307 hp @ 6400 rpm
276 lb-ft @ 4800 rpm
From Japan with love and with enormous momentum, the 2015 Lexus RC 350 comes bashing into the sports coupe segment, giving some serious cut-eye to the BMW 4-Series and Cadillac ATS.
To make an RC 350 AWD F Sport yours, you’ll need to fork out $62,750 CAD, and that is before taxes and fees. The gear you’ll be getting is very generous, as pushing you deep into your seat, the 3.5L V6 with its 307 HP is a sweet engine and combined with the good AWD system and the 6-speed automatic gearbox, it has all the ingredients to be a solid drive. You also get a selection of drive modes, heated steering wheel, heated and ventilated leather seats, 19” alloys, dual zone climate, bluetooth, 7” colour display, blind spot monitors, lane change assist, rear cross traffic alert, 17-speaker Mark Levinson premium audio, pre-collision system, dynamic radar (aka adaptive) cruise control and park assist.
The RC is by far the sexiest coupe in the segment. It is so striking to look at, it even makes the ATS feel like it would get sloppy seconds on a night out. Lexus did a fantastic job making this car look as exciting as a sporty coupe should be. It rides low and has lines that cross streams in a way the Ghostbusters thought would end the world.
Inside, minus the sportier seats and the seriously tight ones in the back, the rest is pretty much identical to what you get in the IS. That is not necessarily a bad thing as the IS is very nice inside achieving a good balance between comfort, luxury and sportiness, while at the same time incorporating retro and elegant details. Fit and finish is excellent and the materials used are, for the most part, high grade. The LFA inspired instrument cluster and navigation touchpad control remain two of my favourite features.
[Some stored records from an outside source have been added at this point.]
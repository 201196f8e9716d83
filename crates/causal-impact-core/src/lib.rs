//! Core Bayesian structural time-series inference for causal impact analysis.
//!
//! This crate holds the inference engine: the state-space model, the
//! forward-filter backward-sample (FFBS) state sampler, the spike-and-slab
//! regression sampler over control series, the conjugate variance samplers,
//! the Gibbs driver that ties them together, and the posterior aggregator
//! that turns retained draws into counterfactual and effect summaries.
//!
//! It is designed to work in `no_std` environments with only an allocator.
//!
//! # Features
//!
//! - `std` (default): Enable standard library support
//! - `parallel`: Aggregate per-time-step summaries with rayon (requires `std`)
//!
//! # Usage
//!
//! This crate is typically used through the `causal-impact` crate, which adds
//! input validation, standardization, multi-chain orchestration and logging.
//!
//! ```ignore
//! use causal_impact_core::{
//!     gibbs::run_chain,
//!     model::ModelSpec,
//!     posterior::{summarize, AggregateOptions},
//!     SeriesData,
//! };
//!
//! let data = SeriesData::new(response, None, 80, 80)?;
//! let spec = ModelSpec::local_level();
//! let draws = run_chain(&spec, &data, 0, None)?;
//! let summary = summarize(&spec, &data, &draws, &AggregateOptions::default())?;
//! ```

#![cfg_attr(not(feature = "std"), no_std)]

extern crate alloc;

pub mod constants;
pub mod error;
pub mod filter;
pub mod gibbs;
pub mod linalg;
pub mod math;
pub mod model;
pub mod posterior;
pub mod regression;
pub mod series;
pub mod statistics;
pub mod types;
pub mod variance;

// Re-export commonly used items at crate root
pub use error::{SamplerError, SamplerResult};
pub use gibbs::{
    counter_rng_seed, run_chain, Cancellation, ChainPhase, DrawSet, DrawStatus, GibbsDriver, ParameterDraw,
    Parameters,
};
pub use model::{ComponentKind, ModelSpec, StateSpaceModel, Variances};
pub use posterior::{summarize, AggregateOptions, PosteriorSummary, PredictionMode, ResponseScale};
pub use statistics::PointSummary;
pub use series::SeriesData;
pub use types::{Matrix, Observation, Vector};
The 3.5 L V6 doesn’t exactly thrill with its performance, but it is quick enough. The 307 HP and 276 lb-ft of torque are able to propel it to 100km/h in about 6 seconds and pulling power is good throughout the rev-band. The exhaust note is tuned to a very discrete tone and only gets audible near the red line. It feels very technical and too refined, and in a sports car that kind of ruins the fun. The 6-speed automatic gearbox is smooth but can’t compete with the blazing fast boxes the competition is using, so knowing that the 8-speed transmission in the RWD car is much better, I say ditch the AWD and go for the one without the annoying hump under your legs. Fuel economy is slightly higher than the class leaders, as on average during our week-long loan we observed 12.5lt/100km.
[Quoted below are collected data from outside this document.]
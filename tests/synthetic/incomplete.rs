//! Cancelled runs.

use causal_impact::{Cancellation, CausalImpact, ImpactData, ImpactError};

fn data() -> ImpactData {
    let response = (0..50).map(|t| 3.0 + (t as f64 * 0.4).cos()).collect();
    ImpactData::univariate(response, (0, 39), (40, 49)).unwrap()
}

#[test]
fn cancelled_run_is_refused() {
    let token = Cancellation::new();
    token.cancel();
    let err = CausalImpact::new()
        .iterations(100)
        .burn_in(10)
        .chains(2)
        .cancellation(token)
        .run(&data())
        .unwrap_err();
    assert_eq!(
        err,
        ImpactError::IncompleteDraws {
            completed: 0,
            requested: 200
        }
    );
}

#[test]
fn cancelled_run_without_draws_cannot_be_summarized() {
    let token = Cancellation::new();
    token.cancel();
    let err = CausalImpact::new()
        .iterations(100)
        .burn_in(10)
        .allow_incomplete(true)
        .cancellation(token)
        .run(&data())
        .unwrap_err();
    assert!(matches!(err, ImpactError::Sampler(_)), "{err}");
}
Without being a remarkably involving drive, there certainly is a place in the segment that suits the driving characteristics of the RC 350. It is not as precise as the BMW 4-series or as agile as the Cadillac ATS, but it has a charming style as it zips through corners. It surely is comfortable over bumps, giving the class leaders a run for their money and does that even without the adaptive suspension. The AWD system reacts quickly helping the front end grip as hard as possible and with the clever system distributing power where needed, the RC 350 can produce some serious lateral acceleration numbers. The car tends to understeer at first and will only send the rear wide in the process of correcting its course, meaning that it won’t allow oversteer for long. The steering is not very communicative nor does it pack good weight to it, making the car easy to drive but less engaging. The brake pedal is linear and activates the strong brakes that can bring it to a full stop from 100km/h in 42m, adding some confidence to the drive.
Hardcore enthusiasts will probably get a more fulfilling driving experience behind the wheel of an ATS Coupe, but those seeking an easy to live with two-door with looks that kill will look no further than this. And most importantly, probably don’t care about any trade-offs. The RC has been made with comfort in mind, it likes being a GT more than a purebred sports car and in our days, there are a lot of people that like it that way. It is not a matter of better or worse, simply because the purpose is so different. The RC is for the artistic kind that like it trouble free as it will probably be as reliable as a Phillipino baby sitter.